Результаты исследования представлены и доложены на клинических конференциях ФГБУ «УНИИТО им. В.Д. Чаклина» Минздрава России (2006-2012), на региональной конференции «Актуальные вопросы вертебрологии» (Екатеринбург, 2007), на конференции, посвященной 40-летию отделения патологии позвоночника ЦИТО «Хирургия позвоночника – полный спектр» (Москва, 2007), II съезде травматологов и ортопедов Уральского федерального округа (Курган, 2008), II Всероссийской научно-практической конференции «Вреденовские чтения» (Санкт-Петербург, 2008), научно-практической конференции «Актуальные вопросы травматологии и ортопедии на современном этапе» (Екатеринбург, 2008), IX съезде травматологов и ортопедов России (Саратов, 2010), III съезде травматологов-ортопедов Уральского федерального округа и научно-практической конференции с международным участием «Чаклинские чтения» (Екатеринбург, 2012), научно-практической конференции с международным участием «Илизаровские чтения» (Курган, 2012) и V Всероссийской научно-практической конференции молодых ученых с международным участием «Цивьяновские чтения» (Новосибирск, 2012).

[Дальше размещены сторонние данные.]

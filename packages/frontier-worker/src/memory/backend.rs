//! Minimal in-process frontier backend.
//!
//! Keeps a score-ordered queue per partition with fingerprint dedup. Seeds
//! enter at [`SEED_SCORE`], discovered links at [`LINK_SCORE`]; score updates
//! re-rank queued requests or schedule new ones. Partitions are computed
//! with the same domain-name CRC32 mapping the batch generator publishes
//! with, so a partition scope passed to `get_next_requests` matches what
//! the worker will publish to.

use std::collections::{HashMap, HashSet};
use std::sync::{Mutex, MutexGuard};

use anyhow::Result;
use async_trait::async_trait;
use serde_json::Value;
use tracing::debug;

use crate::backend::FrontierBackend;
use crate::batch::PartitionKey;
use crate::partitioner::{Crc32NamePartitioner, Partitioner};
use crate::types::{fingerprint_url, Request, Response, ScoreBatch, META_FINGERPRINT};

pub const SEED_SCORE: f64 = 1.0;
pub const LINK_SCORE: f64 = 0.5;

#[derive(Debug)]
struct Queued {
    request: Request,
    score: f64,
    partition: u32,
    /// Insertion order; breaks score ties.
    seq: u64,
}

#[derive(Debug, Default)]
struct FrontierState {
    queued: HashMap<String, Queued>,
    seen: HashSet<String>,
    crawled: HashSet<String>,
    errors: HashMap<String, String>,
    next_seq: u64,
}

pub struct MemoryBackend {
    state: Mutex<FrontierState>,
    partitions: u32,
    partitioner: Crc32NamePartitioner,
}

impl MemoryBackend {
    /// `partitions` must match the outgoing topic's partition count.
    pub fn new(partitions: u32) -> Self {
        Self {
            state: Mutex::new(FrontierState::default()),
            partitions: partitions.max(1),
            partitioner: Crc32NamePartitioner::new(),
        }
    }

    fn lock(&self) -> MutexGuard<'_, FrontierState> {
        self.state.lock().unwrap_or_else(|e| e.into_inner())
    }

    fn partition_for(&self, url: &str) -> Result<u32> {
        let key = PartitionKey::for_url(url);
        Ok(self.partitioner.partition(key.as_bytes(), self.partitions)?)
    }

    /// Queue `request` unless its fingerprint has been seen before.
    fn enqueue(&self, state: &mut FrontierState, mut request: Request, score: f64) -> Result<bool> {
        let fingerprint = match request.fingerprint() {
            Some(fp) => fp.to_string(),
            None => {
                let fp = fingerprint_url(&request.url);
                request
                    .meta
                    .insert(META_FINGERPRINT.to_string(), Value::String(fp.clone()));
                fp
            }
        };
        if !state.seen.insert(fingerprint.clone()) {
            return Ok(false);
        }

        let partition = self.partition_for(&request.url)?;
        let seq = state.next_seq;
        state.next_seq += 1;
        state.queued.insert(
            fingerprint,
            Queued {
                request,
                score,
                partition,
                seq,
            },
        );
        Ok(true)
    }

    pub fn queued_len(&self) -> usize {
        self.lock().queued.len()
    }

    pub fn crawled_len(&self) -> usize {
        self.lock().crawled.len()
    }

    pub fn error_count(&self) -> usize {
        self.lock().errors.len()
    }

    /// Current score of a queued fingerprint.
    pub fn score_of(&self, fingerprint: &str) -> Option<f64> {
        self.lock().queued.get(fingerprint).map(|q| q.score)
    }
}

#[async_trait]
impl FrontierBackend for MemoryBackend {
    async fn add_seeds(&self, seeds: Vec<Request>) -> Result<()> {
        let mut state = self.lock();
        for seed in seeds {
            self.enqueue(&mut state, seed, SEED_SCORE)?;
        }
        Ok(())
    }

    async fn page_crawled(&self, response: Response, links: Vec<Request>) -> Result<()> {
        let mut state = self.lock();
        if let Some(fp) = response.request.fingerprint() {
            state.queued.remove(fp);
            state.crawled.insert(fp.to_string());
        }
        let mut added = 0;
        for link in links {
            if self.enqueue(&mut state, link, LINK_SCORE)? {
                added += 1;
            }
        }
        debug!(url = %response.url, added, "links queued");
        Ok(())
    }

    async fn request_error(&self, request: Request, error: String) -> Result<()> {
        let mut state = self.lock();
        let fp = request
            .fingerprint()
            .map(str::to_owned)
            .unwrap_or_else(|| fingerprint_url(&request.url));
        state.queued.remove(&fp);
        state.errors.insert(fp, error);
        Ok(())
    }

    async fn update_score(&self, batch: ScoreBatch) -> Result<()> {
        let mut state = self.lock();
        for (fingerprint, update) in batch {
            if let Some(queued) = state.queued.get_mut(&fingerprint) {
                queued.score = update.score;
                continue;
            }
            if update.schedule {
                state.seen.remove(&fingerprint);
                let request = Request::new(update.url)
                    .with_meta(META_FINGERPRINT, Value::String(fingerprint));
                self.enqueue(&mut state, request, update.score)?;
            }
        }
        Ok(())
    }

    async fn get_next_requests(&self, max_count: usize, partitions: &[u32]) -> Result<Vec<Request>> {
        let mut state = self.lock();
        let wanted: HashSet<u32> = partitions.iter().copied().collect();

        let mut candidates: Vec<(&String, f64, u64)> = state
            .queued
            .iter()
            .filter(|(_, q)| wanted.contains(&q.partition))
            .map(|(fp, q)| (fp, q.score, q.seq))
            .collect();
        candidates.sort_by(|a, b| b.1.total_cmp(&a.1).then(a.2.cmp(&b.2)));

        let chosen: Vec<String> = candidates
            .into_iter()
            .take(max_count)
            .map(|(fp, _, _)| fp.clone())
            .collect();

        Ok(chosen
            .iter()
            .filter_map(|fp| state.queued.remove(fp))
            .map(|q| q.request)
            .collect())
    }
}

Внедрение результатов исследования

Клиническая апробация диссертационного исследования и разработанной медицинской технологии прошли на базе отдела травматолого-ортопедического № 1 ФГБУ «Уральский научно-исследовательский институт травматологии и ортопедии имени В.Д. Чаклина» Минздрава Российской Федерации. Результаты внедрены в работу травматологических и нейрохирургических отделений ФГУ «РНЦ «ВТО» им. акад. Г.А.Илизарова Росмедтехнологий» (г. Курган), МУЗ ГБ № 8 (г. Челябинск), ГМЛПУ ЧОКБ (г. Челябинск), ГБУЗ Свердловской области ГБ № 1 (г. Первоуральск), МБУ ГБ № 36 «Травматологическая» (г. Екатеринбург), МБУ ЦГКБ № 23 (г. Екатеринбург).

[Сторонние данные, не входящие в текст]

//! Test doubles for the worker's collaborators.
//!
//! `RecordingBackend` records every backend call so tests can assert on
//! exactly what the pipelines dispatched, without a real frontier.

use std::collections::VecDeque;
use std::sync::Mutex;

use anyhow::{anyhow, Result};
use async_trait::async_trait;
use bytes::Bytes;

use crate::backend::FrontierBackend;
use crate::codec::{Codec, CodecError, JsonCodec};
use crate::messages::FrontierMessage;
use crate::types::{Request, Response, ScoreBatch};

/// One recorded backend call.
#[derive(Debug, Clone, PartialEq)]
pub enum BackendCall {
    AddSeeds(Vec<Request>),
    PageCrawled { response: Response, links: Vec<Request> },
    RequestError { request: Request, error: String },
    UpdateScore(ScoreBatch),
    GetNextRequests { max_count: usize, partitions: Vec<u32> },
}

/// Backend that records calls and serves queued requests.
#[derive(Default)]
pub struct RecordingBackend {
    calls: Mutex<Vec<BackendCall>>,
    next_requests: Mutex<VecDeque<Request>>,
    fail_next: Mutex<Option<String>>,
}

impl RecordingBackend {
    pub fn new() -> Self {
        Self::default()
    }

    /// Requests handed out by later `get_next_requests` calls.
    pub fn queue_requests(&self, requests: Vec<Request>) {
        self.next_requests
            .lock()
            .unwrap_or_else(|e| e.into_inner())
            .extend(requests);
    }

    /// Make the next call fail with `message`.
    pub fn fail_next(&self, message: &str) {
        *self.fail_next.lock().unwrap_or_else(|e| e.into_inner()) = Some(message.to_string());
    }

    pub fn calls(&self) -> Vec<BackendCall> {
        self.calls.lock().unwrap_or_else(|e| e.into_inner()).clone()
    }

    pub fn page_crawled_urls(&self) -> Vec<String> {
        self.calls()
            .into_iter()
            .filter_map(|call| match call {
                BackendCall::PageCrawled { response, .. } => Some(response.url),
                _ => None,
            })
            .collect()
    }

    pub fn request_error_urls(&self) -> Vec<String> {
        self.calls()
            .into_iter()
            .filter_map(|call| match call {
                BackendCall::RequestError { request, .. } => Some(request.url),
                _ => None,
            })
            .collect()
    }

    pub fn get_next_requests_calls(&self) -> Vec<Vec<u32>> {
        self.calls()
            .into_iter()
            .filter_map(|call| match call {
                BackendCall::GetNextRequests { partitions, .. } => Some(partitions),
                _ => None,
            })
            .collect()
    }

    fn record(&self, call: BackendCall) -> Result<()> {
        if let Some(message) = self.fail_next.lock().unwrap_or_else(|e| e.into_inner()).take() {
            return Err(anyhow!(message));
        }
        self.calls.lock().unwrap_or_else(|e| e.into_inner()).push(call);
        Ok(())
    }
}

#[async_trait]
impl FrontierBackend for RecordingBackend {
    async fn add_seeds(&self, seeds: Vec<Request>) -> Result<()> {
        self.record(BackendCall::AddSeeds(seeds))
    }

    async fn page_crawled(&self, response: Response, links: Vec<Request>) -> Result<()> {
        self.record(BackendCall::PageCrawled { response, links })
    }

    async fn request_error(&self, request: Request, error: String) -> Result<()> {
        self.record(BackendCall::RequestError { request, error })
    }

    async fn update_score(&self, batch: ScoreBatch) -> Result<()> {
        self.record(BackendCall::UpdateScore(batch))
    }

    async fn get_next_requests(&self, max_count: usize, partitions: &[u32]) -> Result<Vec<Request>> {
        self.record(BackendCall::GetNextRequests {
            max_count,
            partitions: partitions.to_vec(),
        })?;
        let mut queued = self.next_requests.lock().unwrap_or_else(|e| e.into_inner());
        let take = max_count.min(queued.len());
        Ok(queued.drain(..take).collect())
    }
}

/// JSON codec that refuses to encode requests whose URL contains a marker.
pub struct FailingRequestCodec {
    marker: String,
    inner: JsonCodec,
}

impl FailingRequestCodec {
    pub fn new(marker: &str) -> Self {
        Self {
            marker: marker.to_string(),
            inner: JsonCodec::new(),
        }
    }
}

impl Codec for FailingRequestCodec {
    fn decode(&self, bytes: &[u8]) -> Result<FrontierMessage, CodecError> {
        self.inner.decode(bytes)
    }

    fn encode(&self, message: &FrontierMessage) -> Result<Bytes, CodecError> {
        self.inner.encode(message)
    }

    fn encode_request(&self, request: &Request) -> Result<Bytes, CodecError> {
        if request.url.contains(&self.marker) {
            return Err(CodecError::Encode {
                what: "request",
                reason: format!("refusing {}", request.url),
            });
        }
        self.inner.encode_request(request)
    }

    fn decode_request(&self, bytes: &[u8]) -> Result<Request, CodecError> {
        self.inner.decode_request(bytes)
    }
}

Публикации по теме диссертации

По теме диссертации опубликовано 25 научных работ, из них 2 статьи в журналах, рекомендованных ВАК РФ для публикации результатов диссертационных исследований. Получено 2 патента: «Способ интраоперационного контроля состояния позвоночного канала при закрытой репозиции оскольчатых переломов тел позвонков» (Пат. 2474395 РФ), «Способ моносегментарной транспедикулярной стабилизации переломов тел нижних грудных и поясничных позвонков» (Пат. 2485904 РФ).

На основании материалов исследования написана и опубликована медицинская технология «Управляемая коррекция посттравматических деформаций позвоночника» (ФС № 2009/368 от 26.10.2009 г.).

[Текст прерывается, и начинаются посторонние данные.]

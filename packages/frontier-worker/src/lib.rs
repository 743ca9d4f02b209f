//! # Frontier Worker
//!
//! The hub of a distributed crawl frontier. Crawler processes report what
//! they fetched, a scoring component reports priority changes, and the
//! worker turns both into backend calls and publishes new batches of
//! requests for the crawlers, partitioned so each domain lands on one
//! crawler.
//!
//! ```text
//!  incoming stream ──► IncomingPipeline ──┐
//!                                          ├──► FrontierBackend
//!  scoring stream ───► ScoringPipeline ───┘         │
//!                                                    │ get_next_requests
//!  outgoing lag ─────► BatchGenerator ◄──────────────┘
//!                           │
//!                           ▼
//!                    outgoing stream (keyed by domain)
//! ```
//!
//! ## Key Invariants
//!
//! 1. **One generation** - results tagged with an older job id never reach
//!    the backend
//! 2. **Backpressure** - batches only go to partitions whose lag is under
//!    the request ceiling
//! 3. **Stable placement** - a domain maps to the same partition on every
//!    instance
//! 4. **Liveness** - a failing duty is retried within the watchdog interval
//!
//! The [`scheduler`] drives all three duties from a single future, so they
//! never overlap and share worker state without locks.

pub mod backend;
pub mod batch;
pub mod bus;
pub mod codec;
pub mod config;
pub mod control;
pub mod incoming;
pub mod lag;
pub mod memory;
pub mod messages;
pub mod partitioner;
pub mod scheduler;
pub mod scoring;
pub mod stats;
pub mod types;
pub mod worker;

#[cfg(any(test, feature = "testing"))]
pub mod testing;

pub use backend::FrontierBackend;
pub use batch::{BatchGenerator, BatchReport, PartitionKey};
pub use bus::{BusError, BusMessage, OffsetFetcher, StreamConsumer, StreamProducer};
pub use codec::{Codec, CodecError, JsonCodec};
pub use config::{BusLocation, Cli, WorkerConfig};
pub use incoming::{IncomingPipeline, IncomingReport};
pub use lag::{LagMonitor, PartitionLags};
pub use messages::FrontierMessage;
pub use partitioner::{Crc32NamePartitioner, FingerprintPartitioner, PartitionError, Partitioner};
pub use scheduler::{
    ControlCommand, Duty, DutySwitches, Lifecycle, Scheduler, SchedulerConfig, SchedulerHandle,
    SchedulerStatus,
};
pub use scoring::{ScoringPipeline, ScoringReport};
pub use stats::WorkerStats;
pub use types::{JobId, Request, Response, ScoreBatch, ScoreUpdate};
pub use worker::{BusClients, FrontierWorker};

Объем и структура диссертации

Клиническое исследование 27

Клинические наблюдения, проведенные рядом авторов [15,69,88,89,108,167, 179], показывали, что консервативный способ лечения переломов тел грудных и поясничных позвонков достаточно часто приводил к неудовлетворительным результатам. В конечном итоге возникала клиновидная деформация поврежденного тела позвонка, величина которой со временем нарастала. Неблагоприятные факторы, возникающие в результате травмы позвоночника и нарушающие его функцию, такие как повреждение тела позвонка и межпозвонкового диска, нестабильность в месте повреждения, остаточная кифотическая деформация, механическая несостоятельность костного регенерата, не позволяли достичь желаемого результата при проведении консервативного лечения пострадавших.

Наиболее существенным недостатком метода являлась невозможность восстановления анатомической формы и предотвращения вторичной деформации тела сломанного позвонка, что неизбежно приводило к поздним осложнениям.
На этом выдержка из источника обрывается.